Filter is a transparent or semi-transparent material made of various qualities of gelatin or glass, which is used to eliminate color tone differences in black and white films, to change the contrast while preserving details, to be used at different color temperatures in color films and to obtain some special effects in all films.

Each filter passes its own color, leaving out other colors. They are classified in two ways as filters mounted with metal mounting and filters mounted with carrier (holder).

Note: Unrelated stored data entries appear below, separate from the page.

//! Reader display preferences and their persistence.

use serde::de::DeserializeOwned;
use serde::{Deserialize, Serialize};
use serde_json::{Map, Value};
use tracing::{debug, warn};

use crate::storage::{KeyValueStorage, MemoryStorage};

/// Storage slot holding [`TextSettings`] as a JSON object.
pub const TEXT_SETTINGS_KEY: &str = "textSettings";

#[derive(Debug, Clone, Copy, PartialEq, Eq, Default, Serialize, Deserialize)]
#[serde(rename_all = "kebab-case")]
pub enum FontSize {
    Small,
    Medium,
    #[default]
    Large,
    ExtraLarge,
}

impl FontSize {
    /// Utility class applied to the reading surface.
    pub fn css_class(self) -> &'static str {
        match self {
            FontSize::Small => "text-sm",
            FontSize::Medium => "text-base",
            FontSize::Large => "text-lg",
            FontSize::ExtraLarge => "text-xl",
        }
    }
}

impl std::str::FromStr for FontSize {
    type Err = String;

    fn from_str(s: &str) -> Result<Self, Self::Err> {
        match s {
            "small" => Ok(FontSize::Small),
            "medium" => Ok(FontSize::Medium),
            "large" => Ok(FontSize::Large),
            "extra-large" => Ok(FontSize::ExtraLarge),
            other => Err(format!("unknown font size: {other}")),
        }
    }
}

/// Display options for the formatter.
///
/// `show_pinyin` and `show_zhuyin` are never both true once a value has gone
/// through [`TextSettings::apply`] or [`SettingsStore::load`].
#[derive(Debug, Clone, Copy, PartialEq, Eq, Default, Serialize, Deserialize)]
#[serde(rename_all = "camelCase", default)]
pub struct TextSettings {
    pub font_size: FontSize,
    pub show_pinyin: bool,
    pub show_zhuyin: bool,
    pub show_english: bool,
    pub vertical_layout: bool,
}

/// A partial change to [`TextSettings`]; unset fields keep their value.
#[derive(Debug, Clone, Copy, Default, PartialEq, Eq, Serialize, Deserialize)]
#[serde(rename_all = "camelCase")]
pub struct TextSettingsUpdate {
    pub font_size: Option<FontSize>,
    pub show_pinyin: Option<bool>,
    pub show_zhuyin: Option<bool>,
    pub show_english: Option<bool>,
    pub vertical_layout: Option<bool>,
}

impl TextSettings {
    /// Merge `update` in. Turning Pinyin on turns Zhuyin off; otherwise
    /// turning Zhuyin on turns Pinyin off.
    pub fn apply(&mut self, update: TextSettingsUpdate) {
        if let Some(v) = update.font_size {
            self.font_size = v;
        }
        if let Some(v) = update.show_pinyin {
            self.show_pinyin = v;
        }
        if let Some(v) = update.show_zhuyin {
            self.show_zhuyin = v;
        }
        if let Some(v) = update.show_english {
            self.show_english = v;
        }
        if let Some(v) = update.vertical_layout {
            self.vertical_layout = v;
        }

        if update.show_pinyin == Some(true) {
            self.show_zhuyin = false;
        } else if update.show_zhuyin == Some(true) {
            self.show_pinyin = false;
        }
    }

    /// Resolve a conflicting pair in favor of Pinyin.
    pub fn normalized(mut self) -> Self {
        if self.show_pinyin && self.show_zhuyin {
            self.show_zhuyin = false;
        }
        self
    }
}

/// Current settings plus the slot they persist to.
pub struct SettingsStore {
    current: TextSettings,
    storage: Box<dyn KeyValueStorage>,
}

impl SettingsStore {
    /// Defaults backed by throwaway memory.
    pub fn in_memory() -> Self {
        Self {
            current: TextSettings::default(),
            storage: Box::new(MemoryStorage::new()),
        }
    }

    /// Load saved settings merged over the defaults, field by field. A field
    /// that is missing or fails to decode keeps its default; a missing or
    /// unreadable slot yields the defaults.
    pub fn load(storage: impl KeyValueStorage + 'static) -> Self {
        let current = match storage.load(TEXT_SETTINGS_KEY) {
            Ok(Some(raw)) => match serde_json::from_str::<Map<String, Value>>(&raw) {
                Ok(saved) => merge_saved(&saved).normalized(),
                Err(e) => {
                    warn!("failed to parse saved text settings: {e}");
                    TextSettings::default()
                }
            },
            Ok(None) => TextSettings::default(),
            Err(e) => {
                warn!("failed to load text settings: {e}");
                TextSettings::default()
            }
        };
        debug!("text settings loaded: {current:?}");
        Self {
            current,
            storage: Box::new(storage),
        }
    }

    pub fn current(&self) -> TextSettings {
        self.current
    }

    /// Apply a partial update, persist, and return the result.
    pub fn update(&mut self, update: TextSettingsUpdate) -> TextSettings {
        self.current.apply(update);
        self.persist();
        self.current
    }

    fn persist(&self) {
        match serde_json::to_string(&self.current) {
            Ok(json) => {
                if let Err(e) = self.storage.save(TEXT_SETTINGS_KEY, &json) {
                    warn!("failed to save text settings: {e}");
                }
            }
            Err(e) => warn!("failed to serialize text settings: {e}"),
        }
    }
}

fn merge_saved(saved: &Map<String, Value>) -> TextSettings {
    let mut s = TextSettings::default();
    merge_field(saved, "fontSize", &mut s.font_size);
    merge_field(saved, "showPinyin", &mut s.show_pinyin);
    merge_field(saved, "showZhuyin", &mut s.show_zhuyin);
    merge_field(saved, "showEnglish", &mut s.show_english);
    merge_field(saved, "verticalLayout", &mut s.vertical_layout);
    s
}

fn merge_field<T: DeserializeOwned>(saved: &Map<String, Value>, key: &str, slot: &mut T) {
    let Some(value) = saved.get(key) else {
        return;
    };
    match T::deserialize(value) {
        Ok(v) => *slot = v,
        Err(e) => warn!("ignoring saved text setting {key}: {e}"),
    }
}

impl Default for SettingsStore {
    fn default() -> Self {
        Self::in_memory()
    }
}

#[cfg(test)]
mod tests {
    use super::*;
    use crate::storage::FailingStorage;

    fn update() -> TextSettingsUpdate {
        TextSettingsUpdate::default()
    }

    #[test]
    fn defaults() {
        let s = TextSettings::default();
        assert_eq!(s.font_size, FontSize::Large);
        assert!(!s.show_pinyin && !s.show_zhuyin && !s.show_english && !s.vertical_layout);
    }

    #[test]
    fn pinyin_clears_zhuyin() {
        let mut s = TextSettings {
            show_zhuyin: true,
            ..Default::default()
        };
        s.apply(TextSettingsUpdate {
            show_pinyin: Some(true),
            ..update()
        });
        assert!(s.show_pinyin);
        assert!(!s.show_zhuyin);
    }

    #[test]
    fn zhuyin_clears_pinyin() {
        let mut s = TextSettings {
            show_pinyin: true,
            ..Default::default()
        };
        s.apply(TextSettingsUpdate {
            show_zhuyin: Some(true),
            ..update()
        });
        assert!(s.show_zhuyin);
        assert!(!s.show_pinyin);
    }

    #[test]
    fn both_requested_keeps_pinyin() {
        let mut s = TextSettings::default();
        s.apply(TextSettingsUpdate {
            show_pinyin: Some(true),
            show_zhuyin: Some(true),
            ..update()
        });
        assert!(s.show_pinyin);
        assert!(!s.show_zhuyin);
    }

    #[test]
    fn turning_off_leaves_the_other_alone() {
        let mut s = TextSettings {
            show_zhuyin: true,
            ..Default::default()
        };
        s.apply(TextSettingsUpdate {
            show_pinyin: Some(false),
            ..update()
        });
        assert!(s.show_zhuyin);
    }

    #[test]
    fn unrelated_update_keeps_flags() {
        let mut s = TextSettings {
            show_pinyin: true,
            ..Default::default()
        };
        s.apply(TextSettingsUpdate {
            font_size: Some(FontSize::Small),
            vertical_layout: Some(true),
            ..update()
        });
        assert!(s.show_pinyin);
        assert!(s.vertical_layout);
        assert_eq!(s.font_size, FontSize::Small);
    }

    #[test]
    fn json_uses_camel_case_and_kebab_font() {
        let s = TextSettings {
            font_size: FontSize::ExtraLarge,
            ..Default::default()
        };
        let json = serde_json::to_value(s).unwrap();
        assert_eq!(json["fontSize"], "extra-large");
        assert_eq!(json["verticalLayout"], false);
    }

    #[test]
    fn load_merges_over_defaults() {
        let storage = MemoryStorage::new().with_slot(TEXT_SETTINGS_KEY, r#"{"showZhuyin":true}"#);
        let s = SettingsStore::load(storage).current();
        assert!(s.show_zhuyin);
        assert_eq!(s.font_size, FontSize::Large);
    }

    #[test]
    fn load_ignores_unknown_fields() {
        let storage = MemoryStorage::new()
            .with_slot(TEXT_SETTINGS_KEY, r#"{"fontSize":"small","legacyTheme":"dark"}"#);
        assert_eq!(SettingsStore::load(storage).current().font_size, FontSize::Small);
    }

    #[test]
    fn load_normalizes_conflicting_flags() {
        let storage = MemoryStorage::new()
            .with_slot(TEXT_SETTINGS_KEY, r#"{"showPinyin":true,"showZhuyin":true}"#);
        let s = SettingsStore::load(storage).current();
        assert!(s.show_pinyin && !s.show_zhuyin);
    }

    #[test]
    fn load_keeps_valid_fields_when_one_is_invalid() {
        let storage = MemoryStorage::new().with_slot(
            TEXT_SETTINGS_KEY,
            r#"{"fontSize":"huge","showPinyin":null,"showZhuyin":true,"verticalLayout":true}"#,
        );
        let s = SettingsStore::load(storage).current();
        assert_eq!(s.font_size, FontSize::Large);
        assert!(!s.show_pinyin);
        assert!(s.show_zhuyin);
        assert!(s.vertical_layout);
    }

    #[test]
    fn malformed_blob_falls_back_to_defaults() {
        let storage = MemoryStorage::new().with_slot(TEXT_SETTINGS_KEY, "[1,2");
        assert_eq!(SettingsStore::load(storage).current(), TextSettings::default());
    }

    #[test]
    fn update_persists() {
        let storage = MemoryStorage::new();
        let mut store = SettingsStore::load(storage.clone());
        store.update(TextSettingsUpdate {
            show_pinyin: Some(true),
            ..update()
        });
        assert_eq!(storage.writes(), 1);
        let reloaded = SettingsStore::load(storage).current();
        assert!(reloaded.show_pinyin);
    }

    #[test]
    fn failing_storage_keeps_working() {
        let mut store = SettingsStore::load(FailingStorage);
        let s = store.update(TextSettingsUpdate {
            show_english: Some(true),
            ..update()
        });
        assert!(s.show_english);
    }

    #[test]
    fn font_classes() {
        assert_eq!(FontSize::Small.css_class(), "text-sm");
        assert_eq!(FontSize::Medium.css_class(), "text-base");
        assert_eq!(FontSize::Large.css_class(), "text-lg");
        assert_eq!(FontSize::ExtraLarge.css_class(), "text-xl");
        assert_eq!("extra-large".parse::<FontSize>(), Ok(FontSize::ExtraLarge));
        assert!("huge".parse::<FontSize>().is_err());
    }
}
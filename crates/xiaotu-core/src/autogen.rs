//! Best-effort repair of Zhuyin gaps from the correction set.
//!
//! This is a patch table, not a converter: glyphs missing from both the
//! combined table and the correction set stay missing.

use std::collections::BTreeMap;

use tracing::debug;

use crate::coverage::missing_chars;
use crate::overrides::CustomZhuyinStore;
use crate::tables::common_correction;
use crate::types::AutoMapping;

/// Resolve what the correction set can for `text` and commit the hits into
/// the override store (one persistence write when anything resolved).
///
/// Resolved glyphs stop being missing, so calling this again on the same
/// text reports `generated_count == 0`.
pub fn auto_generate(text: &str, store: &mut CustomZhuyinStore) -> AutoMapping {
    let missing = missing_chars(text, store);
    let mapping: BTreeMap<char, String> = missing
        .iter()
        .filter_map(|&c| common_correction(c).map(|z| (c, z.to_string())))
        .collect();

    let generated_count = store.merge_and_persist(
        mapping.iter().map(|(c, z)| (*c, z.clone())),
    );

    debug!(
        "auto-generated {} of {} missing zhuyin",
        generated_count,
        missing.len()
    );

    AutoMapping {
        generated_count,
        total_missing: missing.len(),
        mapping,
    }
}

#[cfg(test)]
mod tests {
    use super::*;
    use crate::coverage::check_coverage;
    use crate::storage::MemoryStorage;

    #[test]
    fn empty_text_generates_nothing() {
        let mut store = CustomZhuyinStore::in_memory();
        assert_eq!(auto_generate("", &mut store), AutoMapping::default());
    }

    #[test]
    fn resolves_known_corrections() {
        let mut store = CustomZhuyinStore::in_memory();
        let result = auto_generate("終於來了嗎", &mut store);
        assert_eq!(result.generated_count, 2);
        assert_eq!(result.total_missing, 2);
        assert_eq!(result.mapping[&'於'], "ㄩˊ");
        assert_eq!(result.mapping[&'嗎'], "ㄇㄚ˙");
        assert_eq!(store.get('於'), Some("ㄩˊ"));
    }

    #[test]
    fn unknown_glyphs_stay_missing() {
        let mut store = CustomZhuyinStore::in_memory();
        let result = auto_generate("龍於", &mut store);
        assert_eq!(result.generated_count, 1);
        assert_eq!(result.total_missing, 2);
        assert!(!result.mapping.contains_key(&'龍'));
        assert_eq!(check_coverage("龍", &store).missing_chars, vec!['龍']);
    }

    #[test]
    fn resolved_glyphs_stop_being_missing() {
        let mut store = CustomZhuyinStore::in_memory();
        auto_generate("於", &mut store);
        assert!(check_coverage("終於到了", &store).has_full_coverage);
    }

    #[test]
    fn repeat_calls_trend_to_zero() {
        let mut store = CustomZhuyinStore::in_memory();
        assert_eq!(auto_generate("於呢龍", &mut store).generated_count, 2);
        let second = auto_generate("於呢龍", &mut store);
        assert_eq!(second.generated_count, 0);
        assert_eq!(second.total_missing, 1);
        assert!(second.mapping.is_empty());
    }

    #[test]
    fn one_write_per_resolving_call() {
        let storage = MemoryStorage::new();
        let mut store = CustomZhuyinStore::load(storage.clone());
        auto_generate("於呢嗎啊", &mut store);
        assert_eq!(storage.writes(), 1);
        auto_generate("於呢嗎啊", &mut store);
        auto_generate("龍", &mut store);
        assert_eq!(storage.writes(), 1);
    }

    #[test]
    fn commits_survive_reload() {
        let storage = MemoryStorage::new();
        auto_generate("啊", &mut CustomZhuyinStore::load(storage.clone()));
        let reloaded = CustomZhuyinStore::load(storage);
        assert!(check_coverage("啊", &reloaded).has_full_coverage);
    }
}
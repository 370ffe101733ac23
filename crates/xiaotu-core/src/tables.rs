//! Read-only phonetic lookups over the curated data.
//!
//! Every table is indexed once on first use and shared for the life of the
//! process. The Pinyin table exists exactly once; anything that needs a
//! syllable comes through [`pinyin`].

use std::collections::HashMap;
use std::sync::LazyLock;

use crate::data::{COMMON_CORRECTIONS, ENGLISH_GLOSS, PINYIN, ZHUYIN};

static PINYIN_INDEX: LazyLock<HashMap<char, &'static str>> =
    LazyLock::new(|| PINYIN.iter().copied().collect());
static ZHUYIN_INDEX: LazyLock<HashMap<char, &'static str>> =
    LazyLock::new(|| ZHUYIN.iter().copied().collect());
static CORRECTIONS_INDEX: LazyLock<HashMap<char, &'static str>> =
    LazyLock::new(|| COMMON_CORRECTIONS.iter().copied().collect());
static GLOSS_INDEX: LazyLock<GlossIndex> = LazyLock::new(|| GlossIndex::new(ENGLISH_GLOSS));

/// True for code points in the CJK Unified Ideographs block (U+4E00–U+9FFF).
pub fn is_cjk(c: char) -> bool {
    ('\u{4e00}'..='\u{9fff}').contains(&c)
}

/// Pinyin syllable for a glyph, if curated.
pub fn pinyin(c: char) -> Option<&'static str> {
    PINYIN_INDEX.get(&c).copied()
}

/// Zhuyin from the static table only. Most callers want the combined view
/// from [`crate::overrides::CustomZhuyinStore::lookup`].
pub fn static_zhuyin(c: char) -> Option<&'static str> {
    ZHUYIN_INDEX.get(&c).copied()
}

/// Zhuyin from the correction set used by [`crate::autogen`].
pub fn common_correction(c: char) -> Option<&'static str> {
    CORRECTIONS_INDEX.get(&c).copied()
}

/// The shared phrase gloss index.
pub fn glosses() -> &'static GlossIndex {
    &GLOSS_INDEX
}

/// Phrase → English gloss, keyed by whole phrases rather than glyphs.
#[derive(Debug)]
pub struct GlossIndex {
    entries: HashMap<&'static str, &'static str>,
    /// Longest key, in chars. Bounds the longest-match scan.
    max_phrase_len: usize,
}

impl GlossIndex {
    fn new(pairs: &[(&'static str, &'static str)]) -> Self {
        let entries: HashMap<_, _> = pairs.iter().copied().collect();
        let max_phrase_len = entries.keys().map(|k| k.chars().count()).max().unwrap_or(0);
        Self {
            entries,
            max_phrase_len,
        }
    }

    fn get(&self, phrase: &str) -> Option<&'static str> {
        self.entries.get(phrase).copied()
    }

    /// Longest gloss phrase that starts at `chars[start]`.
    ///
    /// Returns the phrase length in chars and its gloss. Single glyphs never
    /// match; the gloss table is keyed by words.
    pub fn longest_match(&self, chars: &[char], start: usize) -> Option<(usize, &'static str)> {
        let available = chars.len().saturating_sub(start);
        let upper = self.max_phrase_len.min(available);
        let mut phrase = String::with_capacity(upper * 3);
        for len in (2..=upper).rev() {
            phrase.clear();
            phrase.extend(&chars[start..start + len]);
            if let Some(gloss) = self.get(&phrase) {
                return Some((len, gloss));
            }
        }
        None
    }
}

#[cfg(test)]
mod tests {
    use super::*;

    /// Bopomofo letters (U+3105–U+312F) plus the four tone marks.
    fn is_zhuyin_symbol(c: char) -> bool {
        ('\u{3105}'..='\u{312f}').contains(&c) || matches!(c, 'ˊ' | 'ˇ' | 'ˋ' | '˙')
    }

    #[test]
    fn cjk_range_bounds() {
        assert!(is_cjk('\u{4e00}'));
        assert!(is_cjk('\u{9fff}'));
        assert!(is_cjk('兔'));
        assert!(!is_cjk('\u{4dff}'));
        assert!(!is_cjk('\u{a000}'));
        assert!(!is_cjk('。'));
        assert!(!is_cjk('a'));
        assert!(!is_cjk('ㄒ'));
    }

    #[test]
    fn known_pinyin() {
        assert_eq!(pinyin('小'), Some("xiǎo"));
        assert_eq!(pinyin('兔'), Some("tù"));
        assert_eq!(pinyin('子'), Some("zi"));
        assert_eq!(pinyin('x'), None);
    }

    #[test]
    fn known_zhuyin() {
        assert_eq!(static_zhuyin('小'), Some("ㄒㄧㄠˇ"));
        assert_eq!(static_zhuyin('一'), Some("ㄧ"));
        assert_eq!(static_zhuyin('於'), None);
    }

    #[test]
    fn zhuyin_entries_use_bopomofo_alphabet() {
        for (c, zhuyin) in ZHUYIN.iter().chain(COMMON_CORRECTIONS) {
            let units = zhuyin.chars().count();
            assert!((1..=4).contains(&units), "{c}: {zhuyin} has {units} units");
            assert!(
                zhuyin.chars().all(is_zhuyin_symbol),
                "{c}: {zhuyin} has a non-Zhuyin symbol"
            );
        }
    }

    #[test]
    fn pinyin_entries_have_at_most_one_tone_mark() {
        const MARKED: &str = "āáǎàēéěèīíǐìōóǒòūúǔùǖǘǚǜ";
        for (c, syllable) in PINYIN {
            let marks = syllable.chars().filter(|ch| MARKED.contains(*ch)).count();
            assert!(marks <= 1, "{c}: {syllable} has {marks} tone marks");
            assert!(!syllable.is_empty());
        }
    }

    #[test]
    fn every_table_key_is_cjk() {
        for (c, _) in PINYIN.iter().chain(ZHUYIN).chain(COMMON_CORRECTIONS) {
            assert!(is_cjk(*c), "{c} is outside the CJK block");
        }
    }

    #[test]
    fn gloss_keys_are_phrases() {
        for (phrase, _) in ENGLISH_GLOSS {
            assert!(phrase.chars().count() >= 2, "{phrase} is a single glyph");
        }
    }

    #[test]
    fn gloss_prefers_longest_phrase() {
        let chars: Vec<char> = "魔法森林".chars().collect();
        assert_eq!(glosses().longest_match(&chars, 0), Some((4, "Magic Forest")));
        assert_eq!(glosses().longest_match(&chars, 2), Some((2, "Forest")));
        assert_eq!(glosses().longest_match(&chars, 1), None);
    }

    #[test]
    fn gloss_match_at_end_of_input() {
        let chars: Vec<char> = "小".chars().collect();
        assert_eq!(glosses().longest_match(&chars, 0), None);
        assert_eq!(glosses().longest_match(&chars, 1), None);
        assert_eq!(glosses().longest_match(&[], 0), None);
    }
}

Protective Filters: These are filters (U.V. and Skylight filters) used to protect the lens despite its own characteristics.

Filters Used in Black and White: These are the filters used to lower or increase the contrast. Lowering the contrast, increasing the midtones and details; raising it means reducing midtones and details. They are filters of various colors and each has a specific feature.

Polarization Filter: It is used to eliminate reflections and minimize glare. It also gives a stop saturation.

Close Up Filter: These are the zoom filters used to create a macro lens effect, usually sold as 4 pieces.

Diffuser Filter: It is a filter that reduces the sharpness of the object to be shot and softens its lines.

Gradation Filter: It is a filter used especially in landscape shots. It is used to get the sky in different colors.

Center Spot Filter: It is a filter that is used especially for portrait shots and makes the center clear and the rest blurred.

Pastel Filter: It is a filter that increases the saturation of color tones.

Star Filter: It is used to show various light sources in the photo frame more visually pleasing to the eye. It splits the light as much as the value on it and divides it into extensions.

Filter Factor: All filters absorb some of the light that passes through them. Thus, when using filters, it is necessary to slightly increase the calculated exposure time. The filter factor determines how much the increment will be.

x2 / +1 (Indicates that the exposure should be one stop more).
x4 / +2 (Indicates that the exposure should be two stops more).
x8 / +3 (Indicates exposure should be three stops more).

Example: When a filter with a filter factor of x2 / +1 is used in a composition with a light value of 125 / 8, the exposure value should be reduced to either 125 / 5.6 or 60 / 8' value.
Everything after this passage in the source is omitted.